São João Henry Newman, Adam Smith e a Consciência
Nossa voz interior, que discerne entre o certo e o errado, ficou em silêncio?
Maryann Keating April 30, 2024
Tradução: Heitor De Paola
Em meados do século XVIII, o filósofo e economista Adam Smith escreveu que o comportamento é guiado por um “espectador imparcial”.
Quase um século depois, São John Henry Newman dirigiu-se ao “Governador Moral”, uma lei da mente que nos fala através da natureza e da graça; em outras palavras, “consciência”.
Os escritos de Smith e Newman ajudam a compreender por que hoje a voz interior que discerne entre o certo e o errado parece ter silenciado?
A suposição fundamental de Smith e Newman é que cada pessoa é naturalmente dotada, independente da cultura, de uma bússola interna que auxilia na determinação do que é o comportamento correto. Ambos confiam as suas respectivas visões morais a indivíduos que agem livremente, mas limitados pelo discernimento do que é certo ou errado. O comportamento não é determinado apenas pelas circunstâncias. Smith concentra-se no comportamento humano consistente com uma sociedade ordenada e produtiva.
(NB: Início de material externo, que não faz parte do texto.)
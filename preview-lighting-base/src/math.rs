//! Mathematical utilities and decisions.

mod aab;
pub use aab::*;
mod color;
pub use color::*;
mod coord;
pub use coord::*;
mod matrix;
pub use matrix::*;
#[cfg(feature = "serde")]
mod serde_impls;

/// Returns the unit vector pointing at the given angles, in the editor's convention:
/// `yaw` rotates counterclockwise about +Z starting from +X, and `elevation` tilts
/// toward +Z.
///
/// Both angles are in radians.
///
/// ```
/// # extern crate preview_lighting_base as preview_lighting;
/// use preview_lighting::math::spherical_direction;
///
/// let v = spherical_direction(0.0, core::f64::consts::FRAC_PI_2);
/// assert!(v.x.abs() < 1e-12 && v.y.abs() < 1e-12 && (v.z - 1.0).abs() < 1e-12);
/// ```
#[inline]
pub fn spherical_direction(yaw: FreeCoordinate, elevation: FreeCoordinate) -> FreeVector {
    let (sin_yaw, cos_yaw) = yaw.sin_cos();
    let (sin_elevation, cos_elevation) = elevation.sin_cos();
    FreeVector::new(cos_yaw * cos_elevation, sin_yaw * cos_elevation, sin_elevation)
}

/// Normalizes `vector`, or returns [`None`] if its length is too small to have a
/// meaningful direction.
///
/// ```
/// # extern crate preview_lighting_base as preview_lighting;
/// use preview_lighting::math::{FreeVector, try_normalize};
///
/// assert_eq!(try_normalize(FreeVector::new(0.0, 3.0, 0.0)), Some(FreeVector::new(0.0, 1.0, 0.0)));
/// assert_eq!(try_normalize(FreeVector::zero()), None);
/// ```
#[inline]
pub fn try_normalize(vector: FreeVector) -> Option<FreeVector> {
    let length = vector.length();
    if length > 1e-12 && length.is_finite() {
        Some(vector / length)
    } else {
        None
    }
}

/// Returns a pair of unit vectors perpendicular to `normal` and to each other, for
/// projecting points on a plane with that normal into 2D coordinates.
///
/// The first axis is `normal × Z`, or `normal × Y` when the normal is (anti)parallel
/// to Z. The second is `first × normal`.
///
/// Returns [`None`] if `normal` is degenerate.
#[allow(clippy::missing_inline_in_public_items)]
pub fn plane_basis(normal: FreeVector) -> Option<(FreeVector, FreeVector)> {
    let normal = try_normalize(normal)?;
    let mut u = normal.cross(FreeVector::new(0.0, 0.0, 1.0));
    if u.length() < 1e-4 {
        u = normal.cross(FreeVector::new(0.0, 1.0, 0.0));
    }
    let u = try_normalize(u)?;
    let v = try_normalize(u.cross(normal))?;
    Some((u, v))
}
Newman, por outro lado, reconhece o Divino passando pela natureza humana e ordenando obediência.
Adam Smith procurou compreender como, desde o nascimento até a maturidade, uma pessoa cresce em sensibilidade moral. Em seus escritos, A Teoria do Sentimento Moral (1759) e A Riqueza das Nações (1776), seu senso de moralidade é terreno e fundamentado. Nosso senso do que é correto e incorreto é formado, acreditava Smith, à medida que navegamos por um conjunto cada vez mais complexo de experiências na família, na sociedade e no mercado.
Em seus escritos, Smith teoriza que temos o prazer de descobrir que os outros reagem e julgam as pessoas, as ações e o comportamento como nós. Ele conclui que para cada indivíduo esse conhecimento de hábitos e regras de comportamento compartilhados resulta em um julgamento interno dos outros e na verificação de nós mesmos. Smith refere-se a esta bússola moral como o “Espectador Imparcial”.
A pessoa moralmente madura, segundo Smith, julga a si mesma e aos outros por uma perspectiva imaginária e idealizada em termos de seu “espectador imparcial” interior. Nossa capacidade de prever como os outros respondem leva ao arrependimento pelo comportamento de alguém. No entanto, muitas vezes os indivíduos podem julgar incorretamente, especialmente quando recebem feedback impróprio ou indulgente. No entanto, Smith conclui que existe um consenso moral sobre o respeito pela vida e pela propriedade ao longo da história e entre as culturas.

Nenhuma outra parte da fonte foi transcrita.